Com um discurso virado contra o Governo, Ferreira Leite não teceu comentários aos colegas de partido que concorrem nestas eleições e preferiu referir-se às políticas do executivo.

A candidata explicou os motivos que a levaram a candidatar-se à liderança do partido: "A posição em que nós estamos e a análise que fui fazendo da situação do partido, o  enorme desânimo, a descrença, a falta de esperança e um sentimento de braços caídos

O PSD passou por muitas situações críticas ao longo da sua história, mas talvez nunca tenha passado por nenhuma situação de braços caídos e isso é algo de novo que a mim me tocou e me fez pensar que tinha de tomar uma atitude".

Apelando ao voto consciente que deve ditar o melhor candidato para as Legislativas de 2009, Ferreira Leite lembrou que "se não tivermos votos suficientes para derrotar o PS, o partido não acaba mas vai ficar muito debilitado e reduzido", frisou.

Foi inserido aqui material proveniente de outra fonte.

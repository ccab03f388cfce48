use std::sync::Arc;
use std::sync::atomic::{AtomicBool, Ordering};
use std::time::Duration;

use openssl::ssl::{
    HandshakeError, Ssl, SslContextBuilder, SslMethod, SslStream, SslVerifyMode,
};

use crate::dtls::certificate::{DtlsIdentity, RemoteFingerprint};
use crate::dtls::datagram_channel::DatagramChannel;
use crate::dtls::dtls_error::DtlsError;
use crate::dtls::dtls_role::DtlsRole;
use crate::log::log_sink::LogSink;
use crate::srtp::{SrtpEndpointKeys, SrtpProfile, SrtpSessionConfig};
use crate::{sink_debug, sink_error, sink_info, sink_warn};

/// RFC 5705 exporter label for DTLS-SRTP (RFC 5764 §4.2).
const EXPORTER_LABEL: &str = "EXTRACTOR-dtls_srtp";
const SRTP_KEY_LEN: usize = 16;
const SRTP_SALT_LEN: usize = 14;

/// Runs the DTLS handshake over `channel` and exports the SRTP session
/// keys. The returned stream stays alive so the caller can keep watching
/// for a close_notify from the peer.
///
/// The remote certificate is accepted iff it hashes to
/// `expected_fingerprint`; chain building is deliberately not attempted
/// (WebRTC certificates are self-signed).
///
/// # Errors
/// [`DtlsError::HandshakeTimeout`] once `timeout` elapses without a
/// completed handshake, [`DtlsError::FingerprintMismatch`] /
/// [`DtlsError::CertificateInvalid`] from certificate pinning, or the
/// underlying openssl failure.
pub fn run_dtls_handshake(
    mut channel: DatagramChannel,
    role: DtlsRole,
    identity: &DtlsIdentity,
    expected_fingerprint: RemoteFingerprint,
    timeout: Duration,
    logger: Arc<dyn LogSink>,
) -> Result<(SrtpSessionConfig, SslStream<DatagramChannel>), DtlsError> {
    channel.set_read_timeout(timeout);

    sink_info!(
        &logger,
        "[DTLS] starting handshake as {} (pinned {} {})",
        role,
        expected_fingerprint.algorithm,
        expected_fingerprint.value
    );

    let mismatch = Arc::new(AtomicBool::new(false));
    let no_cert = Arc::new(AtomicBool::new(false));
    let builder = build_context(
        identity,
        expected_fingerprint,
        Arc::clone(&mismatch),
        Arc::clone(&no_cert),
        logger.clone(),
    )?;

    let ssl = Ssl::new(&builder.build())
        .map_err(|e| DtlsError::Ssl(format!("Ssl::new failed: {e}")))?;

    let result = match role {
        DtlsRole::Client => ssl.connect(channel),
        DtlsRole::Server => ssl.accept(channel),
    };

    let stream = match result {
        Ok(s) => s,
        Err(he) => {
            if mismatch.load(Ordering::Acquire) {
                sink_error!(&logger, "[DTLS] aborted: fingerprint mismatch");
                return Err(DtlsError::FingerprintMismatch);
            }
            if no_cert.load(Ordering::Acquire) {
                return Err(DtlsError::CertificateInvalid);
            }
            return Err(classify_handshake_error(he));
        }
    };

    let cfg = derive_srtp_keys(&stream, role, &logger)?;
    sink_info!(&logger, "[DTLS] handshake complete, SRTP keys derived");
    Ok((cfg, stream))
}

fn build_context(
    identity: &DtlsIdentity,
    expected: RemoteFingerprint,
    mismatch: Arc<AtomicBool>,
    no_cert: Arc<AtomicBool>,
    logger: Arc<dyn LogSink>,
) -> Result<SslContextBuilder, DtlsError> {
    let mut builder = SslContextBuilder::new(SslMethod::dtls())?;

    builder
        .set_tlsext_use_srtp("SRTP_AES128_CM_SHA1_80")
        .map_err(|e| DtlsError::Ssl(format!("set_tlsext_use_srtp failed: {e}")))?;

    builder.set_certificate(identity.certificate())?;
    builder.set_private_key(identity.private_key())?;
    builder.check_private_key()?;

    // Verification is fingerprint pinning only: the chain check result is
    // ignored, the digest comparison decides.
    builder.set_verify_callback(
        SslVerifyMode::PEER | SslVerifyMode::FAIL_IF_NO_PEER_CERT,
        move |_preverify_ok, ctx| {
            let Some(cert) = ctx.current_cert() else {
                sink_warn!(logger, "[DTLS] verify: peer presented no certificate");
                no_cert.store(true, Ordering::Release);
                return false;
            };
            if expected.matches(&cert.to_owned()) {
                sink_debug!(logger, "[DTLS] verify: fingerprint matched");
                true
            } else {
                sink_warn!(
                    logger,
                    "[DTLS] verify: fingerprint mismatch (expected {} {})",
                    expected.algorithm,
                    expected.value
                );
                mismatch.store(true, Ordering::Release);
                false
            }
        },
    );

    Ok(builder)
}

fn classify_handshake_error(he: HandshakeError<DatagramChannel>) -> DtlsError {
    match he {
        // Our channel only reports WouldBlock when its deadline expired.
        HandshakeError::WouldBlock(_) => DtlsError::HandshakeTimeout,
        HandshakeError::Failure(mid) => {
            let err = mid.into_error();
            match err.io_error() {
                Some(io) if io.kind() == std::io::ErrorKind::WouldBlock => {
                    DtlsError::HandshakeTimeout
                }
                _ => {
                    let text = format!("{err}");
                    if text.contains("alert") {
                        DtlsError::PeerAlert(text)
                    } else {
                        DtlsError::Handshake(text)
                    }
                }
            }
        }
        HandshakeError::SetupFailure(e) => DtlsError::Ssl(format!("{e}")),
    }
}

fn derive_srtp_keys(
    stream: &SslStream<DatagramChannel>,
    role: DtlsRole,
    logger: &Arc<dyn LogSink>,
) -> Result<SrtpSessionConfig, DtlsError> {
    let selected = stream
        .ssl()
        .selected_srtp_profile()
        .ok_or(DtlsError::NoSrtpProfile)?;

    let profile = match selected.name() {
        "SRTP_AES128_CM_SHA1_80" => SrtpProfile::Aes128CmHmacSha1_80,
        other => {
            sink_warn!(logger, "[DTLS] unexpected SRTP profile selected: {}", other);
            return Err(DtlsError::NoSrtpProfile);
        }
    };

    // 60 bytes: client key, server key, client salt, server salt.
    let total_len = 2 * (SRTP_KEY_LEN + SRTP_SALT_LEN);
    let mut key_mat = vec![0u8; total_len];
    stream
        .ssl()
        .export_keying_material(&mut key_mat, EXPORTER_LABEL, None)
        .map_err(|e| DtlsError::KeyExport(format!("{e}")))?;

    sink_debug!(
        logger,
        "[DTLS] exported {} bytes of keying material",
        total_len
    );

    let (client_key, rest) = key_mat.split_at(SRTP_KEY_LEN);
    let (server_key, rest) = rest.split_at(SRTP_KEY_LEN);
    let (client_salt, server_salt) = rest.split_at(SRTP_SALT_LEN);

    let client_keys = SrtpEndpointKeys {
        master_key: client_key.to_vec(),
        master_salt: client_salt.to_vec(),
    };
    let server_keys = SrtpEndpointKeys {
        master_key: server_key.to_vec(),
        master_salt: server_salt.to_vec(),
    };

    // Our writes are encrypted with our role's key; the peer's with theirs.
    let (outbound, inbound) = match role {
        DtlsRole::Client => (client_keys, server_keys),
        DtlsRole::Server => (server_keys, client_keys),
    };

    key_mat.fill(0);

    Ok(SrtpSessionConfig {
        profile,
        outbound,
        inbound,
    })
}

#[cfg(test)]
mod tests {
    #![allow(clippy::unwrap_used, clippy::expect_used)]
    use super::*;
    use crate::log::NoopLogSink;
    use std::net::UdpSocket;
    use std::sync::mpsc::channel;
    use std::thread;

    /// Wires two DatagramChannels back-to-back over loopback sockets, with
    /// forwarder threads playing the role of the ICE demux.
    fn loopback_channels() -> (DatagramChannel, DatagramChannel) {
        let sock_a = Arc::new(UdpSocket::bind("127.0.0.1:0").unwrap());
        let sock_b = Arc::new(UdpSocket::bind("127.0.0.1:0").unwrap());
        let addr_a = sock_a.local_addr().unwrap();
        let addr_b = sock_b.local_addr().unwrap();

        let (tx_a, rx_a) = channel();
        let (tx_b, rx_b) = channel();

        for (sock, tx) in [(Arc::clone(&sock_a), tx_a), (Arc::clone(&sock_b), tx_b)] {
            thread::spawn(move || {
                let mut buf = [0u8; 2048];
                while let Ok((n, _)) = sock.recv_from(&mut buf) {
                    if tx.send(buf[..n].to_vec()).is_err() {
                        break;
                    }
                }
            });
        }

        let logger: Arc<dyn LogSink> = Arc::new(NoopLogSink);
        let ch_a = DatagramChannel::new(
            rx_a,
            Arc::clone(&sock_a),
            addr_b,
            Duration::from_secs(5),
            logger.clone(),
        );
        let ch_b = DatagramChannel::new(rx_b, sock_b, addr_a, Duration::from_secs(5), logger);
        (ch_a, ch_b)
    }

    #[test]
    fn loopback_handshake_exports_mirrored_keys() {
        let client_id = DtlsIdentity::generate().unwrap();
        let server_id = DtlsIdentity::generate().unwrap();
        let client_fp =
            RemoteFingerprint::parse(&format!("sha-256 {}", server_id.fingerprint())).unwrap();
        let server_fp =
            RemoteFingerprint::parse(&format!("sha-256 {}", client_id.fingerprint())).unwrap();

        let (ch_client, ch_server) = loopback_channels();

        let server = thread::spawn(move || {
            run_dtls_handshake(
                ch_server,
                DtlsRole::Server,
                &server_id,
                server_fp,
                Duration::from_secs(10),
                Arc::new(NoopLogSink),
            )
        });

        let (client_cfg, _client_stream) = run_dtls_handshake(
            ch_client,
            DtlsRole::Client,
            &client_id,
            client_fp,
            Duration::from_secs(10),
            Arc::new(NoopLogSink),
        )
        .unwrap();

        let (server_cfg, _server_stream) = server.join().unwrap().unwrap();

        // The client's outbound keys are the server's inbound keys and
        // vice versa.
        assert_eq!(
            client_cfg.outbound.master_key,
            server_cfg.inbound.master_key
        );
        assert_eq!(
            client_cfg.inbound.master_salt,
            server_cfg.outbound.master_salt
        );
        assert_eq!(client_cfg.profile, SrtpProfile::Aes128CmHmacSha1_80);
    }

    #[test]
    fn wrong_fingerprint_fails_as_mismatch() {
        let client_id = DtlsIdentity::generate().unwrap();
        let server_id = DtlsIdentity::generate().unwrap();
        let unrelated = DtlsIdentity::generate().unwrap();

        // Client pins a fingerprint the server will not match.
        let client_fp =
            RemoteFingerprint::parse(&format!("sha-256 {}", unrelated.fingerprint())).unwrap();
        let server_fp =
            RemoteFingerprint::parse(&format!("sha-256 {}", client_id.fingerprint())).unwrap();

        let (ch_client, ch_server) = loopback_channels();

        let server = thread::spawn(move || {
            run_dtls_handshake(
                ch_server,
                DtlsRole::Server,
                &server_id,
                server_fp,
                Duration::from_secs(5),
                Arc::new(NoopLogSink),
            )
        });

        let client_result = run_dtls_handshake(
            ch_client,
            DtlsRole::Client,
            &client_id,
            client_fp,
            Duration::from_secs(5),
            Arc::new(NoopLogSink),
        );
        assert!(matches!(
            client_result,
            Err(DtlsError::FingerprintMismatch)
        ));
        // The server side fails too (either alert or its own error); we
        // only require that it terminates.
        let _ = server.join().unwrap();
    }

    #[test]
    fn silence_times_out() {
        let id = DtlsIdentity::generate().unwrap();
        let fp = RemoteFingerprint::parse(&format!("sha-256 {}", id.fingerprint())).unwrap();
        let (mut ch, _other) = loopback_channels();
        ch.set_read_timeout(Duration::from_millis(100));
        // Server role waits for a ClientHello that never comes.
        let result = run_dtls_handshake(
            ch,
            DtlsRole::Server,
            &id,
            fp,
            Duration::from_millis(100),
            Arc::new(NoopLogSink),
        );
        assert!(matches!(result, Err(DtlsError::HandshakeTimeout)));
    }
}
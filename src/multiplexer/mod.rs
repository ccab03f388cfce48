pub mod stream_multiplexer;
pub use stream_multiplexer::StreamMultiplexer;
use std::fmt;

#[derive(Debug, Clone, PartialEq, Eq)]
pub enum StunError {
    TooShort,
    /// First byte outside 0..=3 or magic cookie missing.
    NotStun,
    /// Header length field disagrees with the buffer.
    BadLength,
    BadAttribute(u16),
    FingerprintMismatch,
}

impl fmt::Display for StunError {
    fn fmt(&self, f: &mut fmt::Formatter<'_>) -> fmt::Result {
        use StunError::*;
        match self {
            TooShort => write!(f, "STUN message too short"),
            NotStun => write!(f, "not a STUN message"),
            BadLength => write!(f, "STUN length field mismatch"),
            BadAttribute(t) => write!(f, "malformed STUN attribute {t:#06x}"),
            FingerprintMismatch => write!(f, "STUN fingerprint mismatch"),
        }
    }
}

impl std::error::Error for StunError {}
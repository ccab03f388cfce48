use std::fmt;
use std::io::ErrorKind;
use std::net::{SocketAddr, UdpSocket};
use std::sync::Arc;
use std::sync::atomic::{AtomicBool, AtomicU64, Ordering};
use std::thread::{self, JoinHandle};
use std::time::{Duration, Instant};

use crate::log::log_sink::LogSink;
use crate::pool::{PacketPool, PooledBuf};
use crate::rtp::{RtpError, RtpHeaderView};
use crate::{sink_error, sink_info, sink_warn};

/// How long the blocking receive waits before rechecking shutdown.
const RECV_TIMEOUT: Duration = Duration::from_millis(100);

/// One validated RTP datagram in a pooled buffer. Dropping the last
/// reference returns the buffer to the pool.
pub struct IngressPacket {
    buf: PooledBuf,
    len: usize,
    pub header: RtpHeaderView,
    pub received_at: Instant,
}

impl IngressPacket {
    /// The full datagram bytes.
    #[must_use]
    pub fn bytes(&self) -> &[u8] {
        &self.buf[..self.len]
    }

    /// Payload slice (header and padding stripped).
    ///
    /// # Errors
    /// [`RtpError::PaddingTooShort`] if the padding trailer lies.
    pub fn payload(&self) -> Result<&[u8], RtpError> {
        self.header.payload(self.bytes())
    }
}

impl fmt::Debug for IngressPacket {
    fn fmt(&self, f: &mut fmt::Formatter<'_>) -> fmt::Result {
        f.debug_struct("IngressPacket")
            .field("len", &self.len)
            .field("seq", &self.header.sequence_number)
            .field("ssrc", &self.header.ssrc)
            .finish()
    }
}

/// Handler invoked on the receive thread for every valid packet.
pub type RtpHandler = dyn Fn(Arc<IngressPacket>) + Send + Sync;

#[derive(Debug)]
pub enum SourceError {
    Bind(std::io::Error),
}

impl fmt::Display for SourceError {
    fn fmt(&self, f: &mut fmt::Formatter<'_>) -> fmt::Result {
        match self {
            Self::Bind(e) => write!(f, "cannot bind ingress socket: {e}"),
        }
    }
}

impl std::error::Error for SourceError {}

/// Pooled UDP receiver bound to the ingress endpoint.
///
/// A dedicated OS thread blocks on the socket (with a short timeout so
/// shutdown is prompt), validates each datagram's RTP header and hands
/// the packet to the supplied handler. No SSRC or payload-type
/// filtering happens here; the ingress is trusted.
pub struct UdpRtpSource {
    logger: Arc<dyn LogSink>,
    local_addr: SocketAddr,
    shutdown: Arc<AtomicBool>,
    handle: Option<JoinHandle<()>>,
    malformed: Arc<AtomicU64>,
}

impl UdpRtpSource {
    /// Binds the ingress socket and starts the receive loop.
    ///
    /// # Errors
    /// [`SourceError::Bind`] if the endpoint cannot be bound.
    pub fn start(
        logger: Arc<dyn LogSink>,
        listen: SocketAddr,
        pool: Arc<PacketPool>,
        handler: Arc<RtpHandler>,
    ) -> Result<Self, SourceError> {
        let socket = UdpSocket::bind(listen).map_err(SourceError::Bind)?;
        let local_addr = socket.local_addr().map_err(SourceError::Bind)?;
        let _ = socket.set_read_timeout(Some(RECV_TIMEOUT));

        let shutdown = Arc::new(AtomicBool::new(false));
        let malformed = Arc::new(AtomicU64::new(0));

        let thread_logger = logger.clone();
        let thread_shutdown = Arc::clone(&shutdown);
        let thread_malformed = Arc::clone(&malformed);

        sink_info!(&logger, "[SRC] listening for RTP on {}", local_addr);

        let handle = thread::Builder::new()
            .name("rtp-ingress".into())
            .spawn(move || {
                receive_loop(
                    &socket,
                    &pool,
                    handler.as_ref(),
                    &thread_shutdown,
                    &thread_malformed,
                    &thread_logger,
                );
            })
            .ok();

        Ok(Self {
            logger,
            local_addr,
            shutdown,
            handle,
            malformed,
        })
    }

    #[must_use]
    pub fn local_addr(&self) -> SocketAddr {
        self.local_addr
    }

    /// Datagrams rejected by RTP validation so far.
    #[must_use]
    pub fn malformed_count(&self) -> u64 {
        self.malformed.load(Ordering::Relaxed)
    }

    /// Stops the receive loop and joins the thread.
    pub fn stop(&mut self) {
        self.shutdown.store(true, Ordering::Release);
        if let Some(h) = self.handle.take() {
            let _ = h.join();
        }
        sink_info!(&self.logger, "[SRC] ingress on {} stopped", self.local_addr);
    }
}

impl Drop for UdpRtpSource {
    fn drop(&mut self) {
        self.stop();
    }
}

fn receive_loop(
    socket: &UdpSocket,
    pool: &PacketPool,
    handler: &RtpHandler,
    shutdown: &AtomicBool,
    malformed: &AtomicU64,
    logger: &Arc<dyn LogSink>,
) {
    while !shutdown.load(Ordering::Acquire) {
        let mut buf = match pool.acquire() {
            Ok(b) => b,
            Err(e) => {
                // Drain the datagram anyway so the queue cannot wedge.
                sink_warn!(logger, "[SRC] {}; dropping a datagram", e);
                let mut scratch = [0u8; 64];
                let _ = socket.recv_from(&mut scratch);
                continue;
            }
        };

        let len = match socket.recv_from(&mut buf) {
            Ok((n, _from)) => n,
            Err(ref e) if e.kind() == ErrorKind::WouldBlock || e.kind() == ErrorKind::TimedOut => {
                continue;
            }
            Err(e) => {
                sink_error!(logger, "[SRC] ingress socket error: {}", e);
                break;
            }
        };

        let header = match RtpHeaderView::parse(&buf[..len]) {
            Ok(h) => h,
            Err(e) => {
                malformed.fetch_add(1, Ordering::Relaxed);
                sink_warn!(logger, "[SRC] malformed RTP ({}), {} bytes dropped", e, len);
                continue;
            }
        };

        handler(Arc::new(IngressPacket {
            buf,
            len,
            header,
            received_at: Instant::now(),
        }));
    }
}
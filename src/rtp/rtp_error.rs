use std::fmt;

#[derive(Debug, Clone, PartialEq, Eq)]
pub enum RtpError {
    TooShort,
    BadVersion(u8),
    CsrcCountMismatch { expected: usize, buf_left: usize },
    HeaderExtensionTooShort,
    HeaderExtensionTooLong,
    PaddingTooShort,
    Invalid,
}

impl fmt::Display for RtpError {
    fn fmt(&self, f: &mut fmt::Formatter<'_>) -> fmt::Result {
        use RtpError::*;
        match self {
            TooShort => write!(f, "buffer too short"),
            BadVersion(v) => write!(f, "bad RTP version: {v}"),
            CsrcCountMismatch { expected, buf_left } => write!(
                f,
                "CSRC count mismatch: expected {}×4 bytes, but only {} bytes remain",
                expected, buf_left
            ),
            HeaderExtensionTooShort => write!(f, "RTP header extension too short"),
            HeaderExtensionTooLong => write!(f, "RTP header extension exceeds u16 words"),
            PaddingTooShort => write!(f, "padding bit set but payload shorter than padding count"),
            Invalid => write!(f, "invalid RTP packet"),
        }
    }
}

impl std::error::Error for RtpError {}
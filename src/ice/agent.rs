use std::net::{SocketAddr, UdpSocket};
use std::sync::Arc;
use std::time::{Duration, Instant};

use rand::rngs::OsRng;
use rand::{Rng, RngCore};

use crate::log::log_sink::LogSink;
use crate::stun::attribute::StunAttribute;
use crate::stun::message::{MessageClass, StunMessage, verify_integrity};
use crate::{sink_debug, sink_info, sink_warn};

use super::candidate::{COMPONENT_RTP, Candidate, calculate_priority};
use super::candidate_pair::{CandidatePairState, pair_priority};
use super::candidate_type::CandidateType;
use super::demux::{Demuxed, PacketClass, classify};
use super::gathering::{HostBinding, gather_host_bindings, loopback_binding};

/// Initial retransmission timeout for connectivity checks.
const RTO_INITIAL: Duration = Duration::from_millis(500);
/// Retransmission timeout cap.
const RTO_MAX: Duration = Duration::from_millis(1600);
/// Attempts per check transaction before the pair fails.
const MAX_CHECK_ATTEMPTS: u32 = 7;

const UFRAG_LEN: usize = 16;
const PWD_LEN: usize = 48;

/// Agent role (RFC 8445 §6.1.1). The restreamer always offers, so it
/// starts Controlling; an ice-lite remote keeps it Controlling
/// unconditionally.
#[derive(Debug, Clone, Copy, PartialEq, Eq)]
pub enum IceRole {
    Controlling,
    Controlled,
}

/// Agent lifecycle.
#[derive(Debug, Clone, Copy, PartialEq, Eq)]
pub enum IceAgentState {
    Gathering,
    Checking,
    Connected,
    Completed,
    Disconnected,
    Failed,
    Closed,
}

/// Timing knobs, filled from the crate configuration.
#[derive(Debug, Clone, Copy)]
pub struct IceConfig {
    /// Deadline from the first check to a working pair.
    pub timeout: Duration,
    /// Keepalive interval on the selected pair.
    pub keepalive: Duration,
    /// Silence on the selected pair before Disconnected.
    pub disconnect_after: Duration,
}

impl Default for IceConfig {
    fn default() -> Self {
        Self {
            timeout: Duration::from_secs(30),
            keepalive: Duration::from_secs(15),
            disconnect_after: Duration::from_secs(6),
        }
    }
}

/// One entry of the checklist: a local socket paired with a remote
/// address, plus its live transaction.
struct Check {
    local_idx: usize,
    remote: SocketAddr,
    priority: u64,
    state: CandidatePairState,
    transaction_id: [u8; 12],
    in_flight: bool,
    /// The current transaction carries USE-CANDIDATE.
    nominating: bool,
    nominated: bool,
    attempts: u32,
    rto: Duration,
    next_send: Instant,
}

/// Trickle-capable ICE agent for one peer: host candidates, STUN
/// connectivity checks, nomination, keepalives, and the first-byte
/// demultiplexer for the shared socket.
///
/// Single-threaded: the owning peer's control loop calls
/// [`drive`](Self::drive) and [`handle_datagram`](Self::handle_datagram);
/// nothing here locks.
pub struct IceAgent {
    logger: Arc<dyn LogSink>,
    cfg: IceConfig,
    role: IceRole,
    ufrag: String,
    pwd: String,
    remote_ufrag: String,
    remote_pwd: String,
    bindings: Vec<HostBinding>,
    remote_candidates: Vec<Candidate>,
    checks: Vec<Check>,
    state: IceAgentState,
    /// Index into `checks` of the selected (nominated) pair.
    selected: Option<usize>,
    tie_breaker: u64,
    started_at: Option<Instant>,
    last_received: Option<Instant>,
    last_keepalive: Option<Instant>,
}
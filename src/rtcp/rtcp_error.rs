use std::fmt;

#[derive(Debug, Clone, PartialEq, Eq)]
pub enum RtcpError {
    TooShort,
    BadVersion(u8),
    UnknownPacketType(u8),
    /// A sub-report's length field disagrees with its contents.
    LengthMismatch { pt: u8 },
    BadSdesItem,
    BadReason,
}

impl fmt::Display for RtcpError {
    fn fmt(&self, f: &mut fmt::Formatter<'_>) -> fmt::Result {
        use RtcpError::*;
        match self {
            TooShort => write!(f, "RTCP buffer too short"),
            BadVersion(v) => write!(f, "bad RTCP version: {v}"),
            UnknownPacketType(pt) => write!(f, "unknown RTCP packet type: {pt}"),
            LengthMismatch { pt } => write!(f, "RTCP length field mismatch in packet type {pt}"),
            BadSdesItem => write!(f, "malformed SDES item"),
            BadReason => write!(f, "malformed BYE reason"),
        }
    }
}

impl std::error::Error for RtcpError {}
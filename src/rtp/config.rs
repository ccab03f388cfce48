/// RTP protocol version (RFC 3550 §5.1).
pub const RTP_VERSION: u8 = 2;
/// Fixed header length in bytes, before CSRCs and extensions.
pub const RTP_FIXED_HEADER_LEN: usize = 12;
/// Dynamic payload type the restreamer advertises for H.264.
pub const H264_PAYLOAD_TYPE: u8 = 96;
/// RTP clock rate for H.264 video (RFC 6184).
pub const H264_CLOCK_RATE: u32 = 90_000;
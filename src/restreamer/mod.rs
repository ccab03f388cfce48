pub mod restream_error;
pub mod restreamer;
pub use restream_error::RestreamError;
pub use restreamer::Restreamer;
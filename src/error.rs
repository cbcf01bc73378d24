//! src/error.rs
use std::num::ParseIntError;

/// A line that does not match the `<word>\t<count>` wire format.
#[derive(thiserror::Error)]
pub enum RecordError {
    #[error("record has no tab separator")]
    MissingSeparator,
    #[error("count field is not a base-10 integer")]
    InvalidCount(#[from] ParseIntError),
}

impl std::fmt::Debug for RecordError {
    fn fmt(&self, f: &mut std::fmt::Formatter<'_>) -> std::fmt::Result {
        error_chain_fmt(f, self)
    }
}

pub fn error_chain_fmt(
    f: &mut std::fmt::Formatter<'_>,
    e: &impl std::error::Error,
) -> std::fmt::Result {
    writeln!(f, "{}\n", e)?;
    let mut current = e.source();
    while let Some(cause) = current {
        writeln!(f, "Caused by:\n\t{}", cause)?;
        current = cause.source();
    }
    Ok(())
}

Quanto ao apoio que recebeu na Trofa Ferreira Leite, em declarações exclusivas ao NT considerou "importante ter todas estas pessoas e de todas as idades nesta sala cheia de militantes", frisando a importância de ter na segunda maior concelhia do país todo este apoio.

Já Bernardino Vasconcelos, militante e presidente da concelhia da Trofa reafirmou o seu apoio, pessoal a Ferreira Leite e explicou as suas razões: "A minha opção  corresponde  àquilo que ela representa no partido, que passa por ganhar o partido não só para dentro como para fora.  Conhecemos a Doutora Manuela F. Leite como uma mulher das finanças, mas ela tem uma componente humanística impressionante, conheci-a bem porque estive com ela na Assembleia da república. Houve algumas afirmações dela aqui hoje que justificam a minha escolha. Ela defende que há que  reenquadrar o partido,  sua matriz ideológica e programática,  um partido humanista, reformista, social democrata. E a terceira coisa importante que ela disse, é que o partido é livre de escolher e não há perseguições, isto é deixar respirar o partido, deixar que o partido pense e escute e opte continuando no mesmo rumo de afirmação com quem quer que seja do PSD", assegurou.